:: RECORDS FOR THIS EXERCISE

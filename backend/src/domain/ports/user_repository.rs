//! Driven port for the user store and its errors.
use async_trait::async_trait;

use crate::domain::{EmailAddress, User, Username};

use super::define_port_error;

define_port_error! {
    /// Persistence errors raised by user repository adapters.
    pub enum UserPersistenceError {
        /// Repository connection could not be established.
        Connection { message: String } => "user repository connection failed: {message}",
        /// Query or mutation failed during execution.
        Query { message: String } => "user repository query failed: {message}",
        /// The insert collided with an existing email or username.
        UniqueViolation { message: String } =>
            "user repository uniqueness violated: {message}",
    }
}

/// Store of registered users with uniqueness on email and username.
#[cfg_attr(test, mockall::automock)]
#[async_trait]
pub trait UserRepository: Send + Sync {
    /// Return every stored user whose email equals `email` or whose username
    /// equals `username`.
    async fn find_conflicts(
        &self,
        email: &EmailAddress,
        username: &Username,
    ) -> Result<Vec<User>, UserPersistenceError>;

    /// Insert a new user atomically.
    ///
    /// Adapters must fail with [`UserPersistenceError::UniqueViolation`] when
    /// the email or username is already taken, leaving the store unchanged.
    async fn insert(&self, user: &User) -> Result<(), UserPersistenceError>;
}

::::

WORK ORDER ▸
Down to the final line, the data above must be copied exactly.

EXERCISE SOLUTION ▸
filename backend/src/domain/ports/user_repository.rs
//! Driven port for the user store and its errors.
use async_trait::async_trait;

use crate::domain::{EmailAddress, User, Username};

use super::define_port_error;

define_port_error! {
    /// Persistence errors raised by user repository adapters.
    pub enum UserPersistenceError {
        /// Repository connection could not be established.
        Connection { message: String } => "user repository connection failed: {message}",
        /// Query or mutation failed during execution.
        Query { message: String } => "user repository query failed: {message}",
        /// The insert collided with an existing email or username.
        UniqueViolation { message: String } =>
            "user repository uniqueness violated: {message}",
    }
}

/// Store of registered users with uniqueness on email and username.
#[cfg_attr(test, mockall::automock)]
#[async_trait]
pub trait UserRepository: Send + Sync {
    /// Return every stored user whose email equals `email` or whose username
    /// equals `username`.
    async fn find_conflicts(
        &self,
        email: &EmailAddress,
        username: &Username,
    ) -> Result<Vec<User>, UserPersistenceError>;

    /// Insert a new user atomically.
    ///
    /// Adapters must fail with [`UserPersistenceError::UniqueViolation`] when
    /// the email or username is already taken, leaving the store unchanged.
    async fn insert(&self, user: &User) -> Result<(), UserPersistenceError>;
}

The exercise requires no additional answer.